I finish where I started. This is a real opportunity. It is a positive report that reflects the good work that the Government and the whole of the House of Commons have done, and it says to the British people that we know more needs to be done, and we are going to do it.
We need to go further than that, and awareness is of paramount importance. The hon. Member for Gedling says that everyone knows this is a problem, and we do here, but I am not sure whether it is quite as salient out in the communities as he and I would want it to be. I urge the Minister to consider the work of individuals such as Dr Rosie Riley, who has set up VITA—Victim Identification and Trafficking Awareness—which works in the NHS to ensure that victims and survivors get the help they need at the frontline from people working in emergency departments. The Minister needs to go even further and make sure that we are doing everything we can to make our constituents aware of modern-day slavery. I pay tribute to the work of the Church, which has developed an amazing app on car washes.
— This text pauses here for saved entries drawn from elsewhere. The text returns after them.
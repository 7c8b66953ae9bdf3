//! LinearMapper: piecewise-linear interpolation between mismatched grids
//! (C7).
//!
//! Used only when two coupled solvers advertise different interface grids;
//! in the baseline case both solvers share the same cell centers and a
//! mapper is unnecessary. The mapper itself has no lifecycle state worth
//! tracking beyond the two grids, so it does not implement
//! `fsic_component::Lifecycle` — it is a pure function object the
//! orchestrator calls around a `Solver::calculate`.

mod error;

pub use error::{MapperError, MapperResult};

use fsic_core::Real;

/// Maps values from `input_grid` to `output_grid` by linear interpolation,
/// extrapolating linearly using the nearest segment's slope outside the
/// input grid's range.
///
/// Implemented as a plain linear scan rather than a binary search since
/// interface grids are small (tens to low hundreds of cells).
pub struct LinearMapper {
    input_grid: Vec<Real>,
    output_grid: Vec<Real>,
}

impl LinearMapper {
    pub fn new(input_grid: Vec<Real>, output_grid: Vec<Real>) -> MapperResult<Self> {
        if input_grid.len() < 2 {
            return Err(MapperError::InvalidArg {
                what: "input grid needs at least two points to interpolate",
            });
        }
        if !input_grid.windows(2).all(|w| w[0] < w[1]) {
            return Err(MapperError::InvalidArg {
                what: "input grid must be strictly increasing",
            });
        }
        Ok(Self {
            input_grid,
            output_grid,
        })
    }

    pub fn input_grid(&self) -> &[Real] {
        &self.input_grid
    }

    pub fn output_grid(&self) -> &[Real] {
        &self.output_grid
    }

    /// Interpolates (or extrapolates) `values`, defined at `self.input_grid`,
    /// onto `self.output_grid`.
    pub fn map(&self, values: &[Real]) -> MapperResult<Vec<Real>> {
        if values.len() != self.input_grid.len() {
            return Err(MapperError::InvalidArg {
                what: "value count does not match input grid length",
            });
        }

        let grid = &self.input_grid;
        let n = grid.len();
        Ok(self
            .output_grid
            .iter()
            .map(|&z| {
                // Locate the bracketing segment, clamping to the first/last
                // segment when `z` falls outside the grid's range so the
                // same linear formula both interpolates and extrapolates.
                let seg = if z <= grid[0] {
                    0
                } else if z >= grid[n - 1] {
                    n - 2
                } else {
                    grid.windows(2)
                        .position(|w| z >= w[0] && z <= w[1])
                        .unwrap_or(n - 2)
                };
                let (z0, z1) = (grid[seg], grid[seg + 1]);
                let (v0, v1) = (values[seg], values[seg + 1]);
                let t = (z - z0) / (z1 - z0);
                v0 + t * (v1 - v0)
            })
            .collect())
    }
}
We need to go further, and that has to be an important focus of the new commissioner. I will come to that in a moment. It is important that businesses will be under more pressure to publish statements of compliance, but we need to make sure that those statements are properly scrutinised. Our report recommends that that role is taken on by the commissioner, so that the statements do not just become lip service.
I believe that the commissioner’s role needs to have at its core raising awareness of the issue of modern-day slavery in our communities, up and down the country. We must also make sure that the role is independent from the Government. The Minister will be aware of the comments of the Joint Committee on the Draft Domestic Abuse Bill, which I chaired, about the slightly haphazard way in which commissioners are being set up. I hope the Minister will listen to the comments in this report and from that Committee, and make sure that we have some proper consistency in the way commissioner roles are dealt with in the future.
I want to raise one thing that is not in the report—I hope that is allowable, Mrs Main. One of the things we wanted to look at, but were not able to because of the terms of reference, was the issue of prostitution. There is strong evidence—much of which was brought forward by the hon. Member for Rotherham (Sarah Champion)—of the very close relationship between modern-day slavery and prostitution. We in the UK need to look carefully at our laws, which are potentially acting as a magnet for those who want an easier place to operate as traffickers of people who they want to sexually exploit. I hope the Minister will be able to comment on that.
In the foreword to our report, we talked about setting up an implementation group to hold the Government to account. The Minister knows me and the right hon. Member for Birkenhead well enough to know that we will do exactly that, and that her feet will be firmly held to the fire—not only on implementing the things to which I know the Government are committed, but on ensuring they look very carefully at all the recommendations in the report. Modern-day slavery is a human tragedy, and we cannot allow it to continue or get worse on our watch.